DEVRİMİN VE POLİTİK ÖZGÜRLÜĞÜN GELİŞİM DİYALEKTİĞİ
Bir partinin-öncünün gelişim diyalektiğinin kitlelerin gelişim diyalektiğinden farklı olmadığını gördük. Önemli fark öncünün örgütlülüğünün zorunluluğunun bilincine varmasıdır. Mesele de zaten kitleleri bu bilince yani örgütlülüğün zorunluluğu bilincine çıkartmaktır. Yani kendi düzeyine taşımaktır. Öncü, kitleleri ve kitlelerin bilinç ve örgütlülüğünü kendi düzeyine çekmeyi başardığı zaman devrimin en temel stratejik sorununu, görevini çözmüş demektir.
Kitlelerin en ileri unsurları kendilerini bir örgüt-parti formatında örgütleyerek devrimin ve politik özgürlük mücadelesinin ilk olmazsa olmaz halkasını tamamlarlar. Böylece sınıf mücadelesi başka bir düzlem kazanır. Bu da her bölgede, her coğrafyada farklı görüngüler biçiminde açığa çıksa da kapitalizmin egemen olduğu toplumsal ilişki biçiminde bu çelişkilerin ve mücadelelerin özünü sınıf mücadelesi oluşturur. Örneğin Türkiye'de olduğu gibi AKP-MHP iktidarının burjuva faşist diktatörlüğünü din ve milliyetçilik şeklinde kendilerini pazarlamasına rağmen özünü tam anlamıyla sınıf çelişkisi ve uzlaşmazlığı oluşturur.
Kapitalizme karşı mücadele, devlete ve onun siyasal iktidar biçimine karşı mücadele verilmeden gerçekleştirilemez. Devletle ve bütün aygıtlarıyla çelişkiler yaşayan bütün kesimler ilk önce kendi dar çıkarları için mücadele ederler, bu kaçınılmazdır. Bu mücadele onları kaçınılmaz bir biçimde daha ileriye, daha yüksek bir sınıf bilincine bir biçimde taşır. Bugün kendini sol, sosyalist ve hatta Marksist Leninist olarak adlandıran partiler, örgütler Marksizmi Leninizmi bilmedikleri için değil (kuşkusuz bunun da etkisi yadsınamaz) siyasal ufuklarının darlığından, sınırlılığından dolayı CHP'yi destekliyorlar.

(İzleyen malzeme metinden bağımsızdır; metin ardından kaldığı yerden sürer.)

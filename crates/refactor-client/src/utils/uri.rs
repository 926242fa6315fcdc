use lsp_types::Url;

/// Last path segment of a URI, decoded for `file:` URIs
pub fn file_name(uri: &Url) -> Option<String> {
    if let Ok(path) = uri.to_file_path() {
        return path.file_name().map(|name| name.to_string_lossy().into_owned());
    }
    uri.path_segments()?
        .filter(|segment| !segment.is_empty())
        .last()
        .map(str::to_string)
}

/// The directory containing the resource a URI names
pub fn parent_dir(uri: &Url) -> Option<Url> {
    uri.join(".").ok()
}

/// Whether every URI lives directly in the same directory; trivially true for zero or one URI
pub fn has_common_parent(uris: &[Url]) -> bool {
    let Some((first, rest)) = uris.split_first() else {
        return true;
    };
    let parent = parent_dir(first);
    rest.iter().all(|uri| parent_dir(uri) == parent)
}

Farklı farklı ya da genel olarak toplumsal tabakaların ya da sınıfların bir biçimde bir araya gelmesiyle kendi çıkar ve istekleri doğrultusunda mücadeleye tutuşurlar. Bu mücadelede kendilerini ortaya koyuş biçimleri örgütlülük, talepler, fedailik, kararlılık, irade, amaç açıklığı gibi kendisini var etme biçimi ortaya çıkan nitel ve nicelik bir düzey çıkartır. Bu da bilinci oluşturur.

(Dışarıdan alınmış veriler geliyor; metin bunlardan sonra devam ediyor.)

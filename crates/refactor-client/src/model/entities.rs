use lsp_types::{Position, SymbolInformation, Url};
use serde::{Deserialize, Serialize};

use crate::utils::position::{offset_to_position, position_to_offset};

/// A package the server offers as a destination for moved files or types.
#[derive(Debug, Clone, PartialEq, Eq, Serialize, Deserialize)]
#[serde(rename_all = "camelCase")]
pub struct PackageNode {
    pub display_name: String,
    #[serde(default, skip_serializing_if = "Option::is_none")]
    pub uri: Option<String>,
    #[serde(default, skip_serializing_if = "Option::is_none")]
    pub path: Option<String>,
    #[serde(default, skip_serializing_if = "Option::is_none")]
    pub project: Option<String>,
    #[serde(default)]
    pub is_default_package: bool,
    #[serde(default)]
    pub is_parent_of_selected_file: bool,
}

/// A field or parameter whose type can receive a moved instance method.
#[derive(Debug, Clone, PartialEq, Eq, Serialize, Deserialize)]
#[serde(rename_all = "camelCase")]
pub struct ClassDestination {
    pub binding_key: String,
    pub name: String,
    #[serde(rename = "type")]
    pub type_name: String,
    #[serde(default)]
    pub is_field: bool,
    #[serde(default)]
    pub is_selected: bool,
}

/// A move target as reported by the server.
///
/// The shape depends on the move kind that was queried, so the variants are
/// told apart by their required fields. A destination is sent back to the
/// server exactly as it was received.
#[derive(Debug, Clone, PartialEq, Serialize, Deserialize)]
#[serde(untagged)]
pub enum MoveDestination {
    Package(PackageNode),
    Class(ClassDestination),
    Symbol(SymbolInformation),
}

impl MoveDestination {
    pub fn display_name(&self) -> &str {
        match self {
            MoveDestination::Package(node) => &node.display_name,
            MoveDestination::Class(class) => &class.name,
            MoveDestination::Symbol(symbol) => &symbol.name,
        }
    }
}

/// One row of a single-choice picker.
#[derive(Debug, Clone, PartialEq, Eq)]
pub struct PickItem {
    pub label: String,
    pub description: Option<String>,
    pub detail: Option<String>,
}

impl PickItem {
    pub fn new(label: impl Into<String>) -> Self {
        Self {
            label: label.into(),
            description: None,
            detail: None,
        }
    }

    pub fn with_description(mut self, description: impl Into<String>) -> Self {
        self.description = Some(description.into());
        self
    }
}

/// An opened document as the host reports it.
#[derive(Debug, Clone, PartialEq, Eq)]
pub struct Document {
    pub uri: Url,
    pub text: String,
}

impl Document {
    pub fn new(uri: Url, text: impl Into<String>) -> Self {
        Self { uri, text: text.into() }
    }

    pub fn position_at(&self, offset: u32) -> Position {
        offset_to_position(&self.text, offset)
    }

    pub fn offset_at(&self, position: Position) -> u32 {
        position_to_offset(&self.text, position)
    }
}

/// How a refactoring flow ended when it did not fail.
#[derive(Debug, Clone, Copy, PartialEq, Eq)]
pub enum Outcome {
    /// An edit was applied or a follow-up command ran
    Applied,
    /// The user dismissed a picker
    Cancelled,
    /// The flow had nothing to do (empty server result, every file skipped)
    NothingToDo,
}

Kapitalist sistemin ve onun iktidarının ve bütün kokuşmuş kurumlarının ortadan kaldırılmasını propaganda etmek, bu doğrultuda kitleleri örgütlemek komünist parti için kendi programını bütün küçük burjuva parti ve grupların programlarından daha ileride ve ezilenlerin sistemle ve onun politik iktidarıyla çelişkisini kendi çıkarı ve egemenlerin zararı doğrultusunda çözeceğini ortaya koyarak kitlelerin bilincini burjuva siyasetin etkisinden kurtarma mücadelesi politik mücadelenin özünü oluşturur. Bundan dolayı her koşul altında her dönem iktidarı ve onun devlet aygıtlarını hedeflemek kitleleri ve kitlelerin bilincini devrimci tarzda değiştirmek ve onları devrime hazırlamak demektir. Komünist partiyi bütün küçük burjuva akımlardan ayırt eden işte bu ufuk ve amaç açıklığıdır.